From Volos, the Celestyal Crystal drifts away through the Aegean. Shapes appear and vanish on the horizon like optical illusions. The Greek Islands encompass 6000 landmasses, of which only 227 are currently inhabited. It makes perfect sense that Odysseus got lost for the better part of a decade. On Santorini, also known as Thira, I wander around the much-photographed village of Oia, still and silent in the low season. Beyond the white stucco buildings and blue domes, it’s impossible to miss the fact that this popular destination sits on the rim of an active volcano seven kilometres wide and 12 kilometres long. On Mykonos, I eat an extraordinary meal of octopus, taramasalata and stuffed vine leaves and thread my way through dark streets to windmills illuminated against the crashing waves.
The ship docks at the bustling city of Heraklion on the island of Crete and I find myself on another minibus ascending into hills covered with grapevines. Crete is famous for many things, including the labyrinth with its Minotaur, but I never quite make it to any of the tourist sites. At a vineyard called Myragapi, we’re introduced to a passionate winemaker who immediately jumps into an empty vat to demonstrate his process and begins stamping up and down on imaginary grapes.
“When you work, you have to give love,” Vassilis Korsavvas explains through a translator. “We don’t squeeze it to get money. We squeeze out of love!”

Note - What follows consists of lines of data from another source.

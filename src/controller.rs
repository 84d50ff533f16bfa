//! Run orchestration: collect, snapshot, dedup, resume, save, persist.
//!
//! Per-run records are flushed at every checkpoint interval and once more
//! when the run ends, whatever the reason.
use crate::browser::BrowserSession;
use crate::checkpoint::CheckpointStore;
use crate::collector::{CollectorSettings, LinkCollector};
use crate::config::Config;
use crate::error::RunError;
use crate::executor::{BlockAwareExecutor, RunLedger};
use crate::inventory::InventoryManager;
use crate::pacing::{Interrupted, Pacing};
use crate::pin_ref::PinRef;
use crate::records::{
    latest_failure_file, load_failure_file, write_json, FailureFile, LogPaths, RecordError, RunId,
    SuccessFile, FAILURE_FILE_VERSION,
};
use crate::saver::PinSaver;
use chrono::Utc;
use std::collections::{BTreeMap, HashSet};
use std::time::{Duration, Instant};
use tracing::{error, info, instrument, warn};

pub struct RunContext {
    pub config: Config,
    pub paths: LogPaths,
    pub pacing: Pacing,
    pub run_id: RunId,
}

impl RunContext {
    pub fn new(config: Config, pacing: Pacing) -> Self {
        let paths = LogPaths::new(config.logs_dir());
        Self {
            config,
            paths,
            pacing,
            run_id: RunId::new(),
        }
    }

    fn target_board(&self) -> &str {
        &self.config.boards.target_name
    }
}

#[derive(Debug, Clone, Copy, PartialEq, Eq)]
pub enum RunOutcome {
    Completed,
    NothingToDo,
}

#[derive(Debug, Clone, Default, PartialEq, Eq)]
pub struct RunSummary {
    pub total: usize,
    pub succeeded: usize,
    pub failed: usize,
    pub skipped: usize,
    pub duplicates: usize,
}

pub struct RunController<'a> {
    ctx: &'a RunContext,
    ledger: RunLedger,
    acknowledge_duplicates: bool,
    drove_pins: bool,
    total: usize,
    skipped: usize,
    duplicates: usize,
}

impl<'a> RunController<'a> {
    pub fn new(ctx: &'a RunContext) -> Self {
        Self {
            ctx,
            ledger: RunLedger::default(),
            acknowledge_duplicates: false,
            drove_pins: false,
            total: 0,
            skipped: 0,
            duplicates: 0,
        }
    }

    /// Accept the duplicates currently on record instead of halting on them.
    pub fn acknowledge_duplicates(mut self, yes: bool) -> Self {
        self.acknowledge_duplicates = yes;
        self
    }

    pub fn ledger(&self) -> &RunLedger {
        &self.ledger
    }

    pub fn summary(&self) -> RunSummary {
        RunSummary {
            total: self.total,
            succeeded: self.ledger.succeeded.len(),
            failed: self.ledger.failed.len(),
            skipped: self.skipped,
            duplicates: self.duplicates,
        }
    }

    /// Full copy run: collect the source board, snapshot it, work out what is
    /// left and save it.
    #[instrument(skip_all, fields(run = %self.ctx.run_id.as_str()))]
    pub async fn run_copy(
        &mut self,
        browser: &dyn BrowserSession,
        saver: &dyn PinSaver,
    ) -> Result<RunOutcome, RunError> {
        let result = self.copy_inner(browser, saver).await;
        self.finalize(&result);
        result
    }

    /// Retry the pins listed in the most recent failure record. Does not
    /// consult the inventory or the checkpoint.
    #[instrument(skip_all, fields(run = %self.ctx.run_id.as_str()))]
    pub async fn run_retry(&mut self, saver: &dyn PinSaver) -> Result<RunOutcome, RunError> {
        let result = self.retry_inner(saver).await;
        self.finalize(&result);
        result
    }

    async fn copy_inner(
        &mut self,
        browser: &dyn BrowserSession,
        saver: &dyn PinSaver,
    ) -> Result<RunOutcome, RunError> {
        let ctx = self.ctx;
        let cfg = &ctx.config;

        let collector = LinkCollector::new(browser, &ctx.pacing, CollectorSettings::from_config(cfg));
        let collection = collector.collect(&cfg.boards.source_url).await?;
        if collection.pins.is_empty() {
            return Err(RunError::Collection(cfg.boards.source_url.clone()));
        }

        let manager = InventoryManager::new(ctx.paths.clone(), ctx.target_board());
        let previous = manager.previous_checksum();
        let inventory = manager.create_inventory(&collection.pins)?;
        manager.verify_inventory_integrity(previous.as_deref(), &inventory);
        self.total = inventory.pins.len();

        let report = manager.detect_duplicates()?;
        if let Some(dups) = &report.duplicates {
            self.duplicates = dups.len();
            if self.acknowledge_duplicates {
                manager.acknowledge_duplicates(dups)?;
                warn!(count = dups.len(), "continuing with acknowledged duplicates");
            } else {
                let blocking = manager.unacknowledged(dups)?;
                if !manager.log_resume_instructions(&report, &blocking) {
                    return Err(RunError::DuplicateState(blocking.len()));
                }
                info!(count = dups.len(), "all duplicates previously acknowledged");
            }
        }

        let checkpoint = CheckpointStore::new(ctx.paths.checkpoint(), ctx.target_board());
        let mut pending = report.remaining.clone();
        if let Some(cp) = checkpoint.load() {
            let before = pending.len();
            pending.retain(|p| !cp.processed.contains(p));
            info!(
                skipped = before - pending.len(),
                carried_failures = cp.failed.len(),
                "resuming from checkpoint"
            );
            self.ledger = RunLedger::resumed(cp.processed, cp.failed);
        }
        self.skipped = self.total - pending.len();

        if pending.is_empty() {
            info!(total = self.total, "all pins already saved; nothing to do");
            checkpoint.clear();
            return Ok(RunOutcome::NothingToDo);
        }
        manager.log_resume_instructions(&report, &BTreeMap::new());

        self.drive(&pending, saver, Some(&checkpoint)).await?;
        checkpoint.clear();
        Ok(RunOutcome::Completed)
    }

    async fn retry_inner(&mut self, saver: &dyn PinSaver) -> Result<RunOutcome, RunError> {
        let Some(path) = latest_failure_file(self.ctx.paths.dir())? else {
            info!("no failure records found; nothing to retry");
            return Ok(RunOutcome::NothingToDo);
        };
        let file = load_failure_file(&path)?;
        let mut seen = HashSet::new();
        let pins: Vec<PinRef> = file
            .failed_pins
            .into_iter()
            .map(|f| f.pin_url)
            .filter(|p| seen.insert(p.clone()))
            .collect();
        self.total = pins.len();
        if pins.is_empty() {
            info!(path = %path.display(), "latest failure record is empty; nothing to retry");
            return Ok(RunOutcome::NothingToDo);
        }
        info!(path = %path.display(), pins = pins.len(), "retrying failed pins");
        self.drive(&pins, saver, None).await?;
        Ok(RunOutcome::Completed)
    }

    async fn drive(
        &mut self,
        pins: &[PinRef],
        saver: &dyn PinSaver,
        checkpoint: Option<&CheckpointStore>,
    ) -> Result<(), RunError> {
        let ctx = self.ctx;
        let cfg = &ctx.config;
        let executor = BlockAwareExecutor::new(
            saver,
            &ctx.pacing,
            ctx.target_board(),
            cfg.block_backoff(),
            cfg.pacing.min_delay_secs,
            cfg.pacing.max_delay_secs,
        );
        self.drove_pins = true;
        let started = Instant::now();
        let total = pins.len();

        for (idx, pin) in pins.iter().enumerate() {
            if ctx.pacing.is_cancelled() {
                self.persist(checkpoint);
                return Err(Interrupted.into());
            }
            info!(index = idx + 1, total, pin = %pin, "processing pin");
            if let Err(err) = executor.process_pin(pin, &mut self.ledger).await {
                self.persist(checkpoint);
                return Err(err.into());
            }

            let done = idx + 1;
            if done % cfg.run.checkpoint_interval == 0 {
                self.persist(checkpoint);
            }
            if done % cfg.run.progress_interval == 0 {
                log_progress(started.elapsed(), done, total, &self.ledger);
            }
        }
        Ok(())
    }

    fn persist(&self, checkpoint: Option<&CheckpointStore>) {
        if let Some(store) = checkpoint {
            store.save(&self.ledger.processed, &self.ledger.failed);
        }
        if let Err(err) = self.write_records() {
            warn!(?err, "could not flush run records");
        }
    }

    /// Success records are only written when something succeeded, so that
    /// empty files never shadow real ones. The failure record is written
    /// whenever pins were attempted, so the latest failure file always
    /// reflects the latest run.
    fn write_records(&self) -> Result<(), RecordError> {
        let ctx = self.ctx;
        let now = Utc::now();
        let target = Some(ctx.target_board().to_string());
        let run_id = Some(ctx.run_id.as_str().to_string());

        if !self.ledger.succeeded.is_empty() {
            let pins = self.ledger.successful_pins();
            let file = SuccessFile {
                count: pins.len(),
                successful_pins: pins,
                timestamp: now,
                target_board: target.clone(),
                run_id: run_id.clone(),
            };
            write_json(&ctx.paths.success_for_run(&ctx.run_id), &file)?;
            write_json(&ctx.paths.success_latest(), &file)?;
        }
        if self.drove_pins {
            let file = FailureFile {
                version: FAILURE_FILE_VERSION,
                count: self.ledger.failed.len(),
                failed_pins: self.ledger.failed.clone(),
                timestamp: now,
                target_board: target,
                run_id,
            };
            write_json(&ctx.paths.failure_for_run(&ctx.run_id), &file)?;
        }
        Ok(())
    }

    fn finalize(&self, result: &Result<RunOutcome, RunError>) {
        if let Err(err) = self.write_records() {
            error!(?err, "could not write run records");
        }
        let summary = self.summary();
        info!(
            total = summary.total,
            success = summary.succeeded,
            failed = summary.failed,
            skipped = summary.skipped,
            duplicates = summary.duplicates,
            "Total: {} | Success: {} | Failed: {} | Skipped: {}",
            summary.total,
            summary.succeeded,
            summary.failed,
            summary.skipped
        );
        match result {
            Ok(RunOutcome::Completed) => info!("run completed"),
            Ok(RunOutcome::NothingToDo) => info!("nothing to do"),
            Err(RunError::Interrupted(_)) => {
                warn!("run interrupted; progress saved, rerun the same command to resume")
            }
            Err(err) => error!(%err, "run stopped"),
        }
    }
}

fn log_progress(elapsed: Duration, done: usize, total: usize, ledger: &RunLedger) {
    let per_pin = elapsed.as_secs_f64() / done as f64;
    let eta = Duration::from_secs_f64(per_pin * (total - done) as f64);
    info!(
        done,
        total,
        success = ledger.succeeded.len(),
        failed = ledger.failed.len(),
        eta_mins = eta.as_secs() / 60,
        eta_secs = eta.as_secs() % 60,
        "progress"
    );
}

He leads us inside where a distillery is turning grape pomace – the solid remains left after pressing – into raki, a spirit that tastes something like gasoline. But my attention is caught by rows of tables and dozens of people who have come for a kind of communal distillation day. These local families are celebrating together as they each turn their own grape pulp into raki. Soon we are drawn into the party and before long a band is playing, everyone is singing and an 85-year-old woman is dancing on a table as napkins rain down around her like giant snowflakes. Here I must make a confession. I have long harboured a prejudice against cruises, assuming they are so tightly scheduled that spontaneous experiences – the magic unexpected moments of travel that transcend cultural divides – never happen. I was wrong.
In The Odyssey, there is a chapter in which Odysseus reaches the land of the lotus-eaters. He sends some members of his crew ashore “to scout out who might live there” and when these men taste the lotus for themselves, they’re struck with delicious amnesia. They forget everything about their own homes and want nothing more than to stay on the island. For me, that island is Crete and the lotus is raki. I could have remained there forever, dancing the zeibekiko as the ship pulled away.